// Copyright (c) 2025 Felix Kahle.
//
// Permission is hereby granted, free of charge, to any person obtaining
// a copy of this software and associated documentation files (the
// "Software"), to deal in the Software without restriction, including
// without limitation the rights to use, copy, modify, merge, publish,
// distribute, sublicense, and/or sell copies of the Software, and to
// permit persons to whom the Software is furnished to do so, subject to
// the following conditions:
//
// The above copyright notice and this permission notice shall be
// included in all copies or substantial portions of the Software.
//
// THE SOFTWARE IS PROVIDED "AS IS", WITHOUT WARRANTY OF ANY KIND,
// EXPRESS OR IMPLIED, INCLUDING BUT NOT LIMITED TO THE WARRANTIES OF
// MERCHANTABILITY, FITNESS FOR A PARTICULAR PURPOSE AND
// NONINFRINGEMENT. IN NO EVENT SHALL THE AUTHORS OR COPYRIGHT HOLDERS BE
// LIABLE FOR ANY CLAIM, DAMAGES OR OTHER LIABILITY, WHETHER IN AN ACTION
// OF CONTRACT, TORT OR OTHERWISE, ARISING FROM, OUT OF OR IN CONNECTION
// WITH THE SOFTWARE OR THE USE OR OTHER DEALINGS IN THE SOFTWARE.

//! # Timeline Period Evaluator
//!
//! The sweep driver shared by every set-algebra operator. It replays a
//! `TimeLineMomentCollection` as the contiguous slices
//! `[moment[i], moment[i + 1])`, each tagged with the number of input periods
//! covering it, and hands them to a `PeriodEvaluator` callback.
//!
//! Inputs are unmapped into canonical form through the optional
//! `PeriodMapper` before the index is built. Slices are reported in
//! canonical form as well; operators map their final results back with
//! [`TimeLinePeriodEvaluator::map_period`].

use crate::moments::TimeLineMomentCollection;
use log::trace;
use timeperiod_core::{
    moment::Moment,
    period::{PeriodMapper, TimePeriod, TimeRange},
};

/// Tells the sweep driver whether to keep going.
#[derive(Debug, Clone, Copy, PartialEq, Eq, Default)]
pub enum SweepCommand {
    #[default]
    Continue,
    Stop,
}

/// Callback invoked once per sweep slice.
pub trait PeriodEvaluator {
    /// Whether zero-length slices are skipped.
    fn ignore_empty_periods(&self) -> bool {
        false
    }

    /// Receives the canonical slice and the number of input periods covering
    /// it.
    fn evaluate_period(&mut self, period: TimeRange, concurrency: usize) -> SweepCommand;
}

impl<F> PeriodEvaluator for F
where
    F: FnMut(TimeRange, usize) -> SweepCommand,
{
    fn evaluate_period(&mut self, period: TimeRange, concurrency: usize) -> SweepCommand {
        self(period, concurrency)
    }
}

/// Owns the moment index of one computation and drives evaluators over it.
pub struct TimeLinePeriodEvaluator<'m> {
    moments: TimeLineMomentCollection,
    period_count: usize,
    mapper: Option<&'m dyn PeriodMapper>,
}

impl<'m> TimeLinePeriodEvaluator<'m> {
    /// Unmaps `periods` and indexes them.
    pub fn new<I>(periods: I, mapper: Option<&'m dyn PeriodMapper>) -> Self
    where
        I: IntoIterator,
        I::Item: TimePeriod,
    {
        let mut moments = TimeLineMomentCollection::new();
        let mut period_count = 0;
        for period in periods {
            moments.add(&unmap_period(mapper, &period));
            period_count += 1;
        }
        Self {
            moments,
            period_count,
            mapper,
        }
    }

    /// The number of input periods.
    #[inline]
    pub fn period_count(&self) -> usize {
        self.period_count
    }

    #[inline]
    pub fn moments(&self) -> &TimeLineMomentCollection {
        &self.moments
    }

    #[inline]
    pub fn mapper(&self) -> Option<&'m dyn PeriodMapper> {
        self.mapper
    }

    /// Maps canonical bounds back into the caller's convention.
    pub fn map_period(&self, start: Moment, end: Moment) -> TimeRange {
        match self.mapper {
            Some(mapper) => TimeRange::new(mapper.map_start(start), mapper.map_end(end)),
            None => TimeRange::new(start, end),
        }
    }

    /// Replays the index slice by slice.
    ///
    /// Returns the number of slices handed to `evaluator`.
    pub fn evaluate<E>(&self, evaluator: &mut E) -> usize
    where
        E: PeriodEvaluator + ?Sized,
    {
        let ignore_empty = evaluator.ignore_empty_periods();
        let mut concurrency: usize = 0;
        let mut evaluated = 0;
        let mut iter = self.moments.iter().peekable();

        while let Some(left) = iter.next() {
            let Some(right) = iter.peek() else {
                break;
            };

            // Periods ending here started at or before this moment, so the
            // count never underflows when starts are added first.
            concurrency += left.start_count();
            concurrency -= left.end_count();

            let slice = TimeRange::new_unchecked(left.moment(), right.moment());
            // Index keys are distinct, so slices always have width. The flag
            // is still honored as part of the evaluator contract.
            if ignore_empty && slice.is_moment() {
                continue;
            }

            trace!(
                "event=evaluate_slice module=timeline start={} end={} concurrency={}",
                slice.start(),
                slice.end(),
                concurrency
            );
            evaluated += 1;
            if evaluator.evaluate_period(slice, concurrency) == SweepCommand::Stop {
                break;
            }
        }
        evaluated
    }
}

/// Moves a period into canonical form.
pub(crate) fn unmap_period<P>(mapper: Option<&dyn PeriodMapper>, period: &P) -> TimeRange
where
    P: TimePeriod + ?Sized,
{
    match mapper {
        Some(mapper) => TimeRange::new(
            mapper.unmap_start(period.start()),
            mapper.unmap_end(period.end()),
        ),
        None => TimeRange::new(period.start(), period.end()),
    }
}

WHAT YOU ARE ASKED TO DO ->
Produce a verbatim transcription of the entries above.

EXERCISE RESPONSE ->
// Copyright (c) 2025 Felix Kahle.
//
// Permission is hereby granted, free of charge, to any person obtaining
// a copy of this software and associated documentation files (the
// "Software"), to deal in the Software without restriction, including
// without limitation the rights to use, copy, modify, merge, publish,
// distribute, sublicense, and/or sell copies of the Software, and to
// permit persons to whom the Software is furnished to do so, subject to
// the following conditions:
//
// The above copyright notice and this permission notice shall be
// included in all copies or substantial portions of the Software.
//
// THE SOFTWARE IS PROVIDED "AS IS", WITHOUT WARRANTY OF ANY KIND,
// EXPRESS OR IMPLIED, INCLUDING BUT NOT LIMITED TO THE WARRANTIES OF
// MERCHANTABILITY, FITNESS FOR A PARTICULAR PURPOSE AND
// NONINFRINGEMENT. IN NO EVENT SHALL THE AUTHORS OR COPYRIGHT HOLDERS BE
// LIABLE FOR ANY CLAIM, DAMAGES OR OTHER LIABILITY, WHETHER IN AN ACTION
// OF CONTRACT, TORT OR OTHERWISE, ARISING FROM, OUT OF OR IN CONNECTION
// WITH THE SOFTWARE OR THE USE OR OTHER DEALINGS IN THE SOFTWARE.

//! # Timeline Period Evaluator
//!
//! The sweep driver shared by every set-algebra operator. It replays a
//! `TimeLineMomentCollection` as the contiguous slices
//! `[moment[i], moment[i + 1])`, each tagged with the number of input periods
//! covering it, and hands them to a `PeriodEvaluator` callback.
//!
//! Inputs are unmapped into canonical form through the optional
//! `PeriodMapper` before the index is built. Slices are reported in
//! canonical form as well; operators map their final results back with
//! [`TimeLinePeriodEvaluator::map_period`].

use crate::moments::TimeLineMomentCollection;
use log::trace;
use timeperiod_core::{
    moment::Moment,
    period::{PeriodMapper, TimePeriod, TimeRange},
};

/// Tells the sweep driver whether to keep going.
#[derive(Debug, Clone, Copy, PartialEq, Eq, Default)]
pub enum SweepCommand {
    #[default]
    Continue,
    Stop,
}

/// Callback invoked once per sweep slice.
pub trait PeriodEvaluator {
    /// Whether zero-length slices are skipped.
    fn ignore_empty_periods(&self) -> bool {
        false
    }

    /// Receives the canonical slice and the number of input periods covering
    /// it.
    fn evaluate_period(&mut self, period: TimeRange, concurrency: usize) -> SweepCommand;
}

impl<F> PeriodEvaluator for F
where
    F: FnMut(TimeRange, usize) -> SweepCommand,
{
    fn evaluate_period(&mut self, period: TimeRange, concurrency: usize) -> SweepCommand {
        self(period, concurrency)
    }
}

/// Owns the moment index of one computation and drives evaluators over it.
pub struct TimeLinePeriodEvaluator<'m> {
    moments: TimeLineMomentCollection,
    period_count: usize,
    mapper: Option<&'m dyn PeriodMapper>,
}

impl<'m> TimeLinePeriodEvaluator<'m> {
    /// Unmaps `periods` and indexes them.
    pub fn new<I>(periods: I, mapper: Option<&'m dyn PeriodMapper>) -> Self
    where
        I: IntoIterator,
        I::Item: TimePeriod,
    {
        let mut moments = TimeLineMomentCollection::new();
        let mut period_count = 0;
        for period in periods {
            moments.add(&unmap_period(mapper, &period));
            period_count += 1;
        }
        Self {
            moments,
            period_count,
            mapper,
        }
    }

    /// The number of input periods.
    #[inline]
    pub fn period_count(&self) -> usize {
        self.period_count
    }

    #[inline]
    pub fn moments(&self) -> &TimeLineMomentCollection {
        &self.moments
    }

    #[inline]
    pub fn mapper(&self) -> Option<&'m dyn PeriodMapper> {
        self.mapper
    }

    /// Maps canonical bounds back into the caller's convention.
    pub fn map_period(&self, start: Moment, end: Moment) -> TimeRange {
        match self.mapper {
            Some(mapper) => TimeRange::new(mapper.map_start(start), mapper.map_end(end)),
            None => TimeRange::new(start, end),
        }
    }

    /// Replays the index slice by slice.
    ///
    /// Returns the number of slices handed to `evaluator`.
    pub fn evaluate<E>(&self, evaluator: &mut E) -> usize
    where
        E: PeriodEvaluator + ?Sized,
    {
        let ignore_empty = evaluator.ignore_empty_periods();
        let mut concurrency: usize = 0;
        let mut evaluated = 0;
        let mut iter = self.moments.iter().peekable();

        while let Some(left) = iter.next() {
            let Some(right) = iter.peek() else {
                break;
            };

            // Periods ending here started at or before this moment, so the
            // count never underflows when starts are added first.
            concurrency += left.start_count();
            concurrency -= left.end_count();

            let slice = TimeRange::new_unchecked(left.moment(), right.moment());
            // Index keys are distinct, so slices always have width. The flag
            // is still honored as part of the evaluator contract.
            if ignore_empty && slice.is_moment() {
                continue;
            }

            trace!(
                "event=evaluate_slice module=timeline start={} end={} concurrency={}",
                slice.start(),
                slice.end(),
                concurrency
            );
            evaluated += 1;
            if evaluator.evaluate_period(slice, concurrency) == SweepCommand::Stop {
                break;
            }
        }
        evaluated
    }
}

/// Moves a period into canonical form.
pub(crate) fn unmap_period<P>(mapper: Option<&dyn PeriodMapper>, period: &P) -> TimeRange
where
    P: TimePeriod + ?Sized,
{
    match mapper {
        Some(mapper) => TimeRange::new(
            mapper.unmap_start(period.start()),
            mapper.unmap_end(period.end()),
        ),
        None => TimeRange::new(period.start(), period.end()),
    }
}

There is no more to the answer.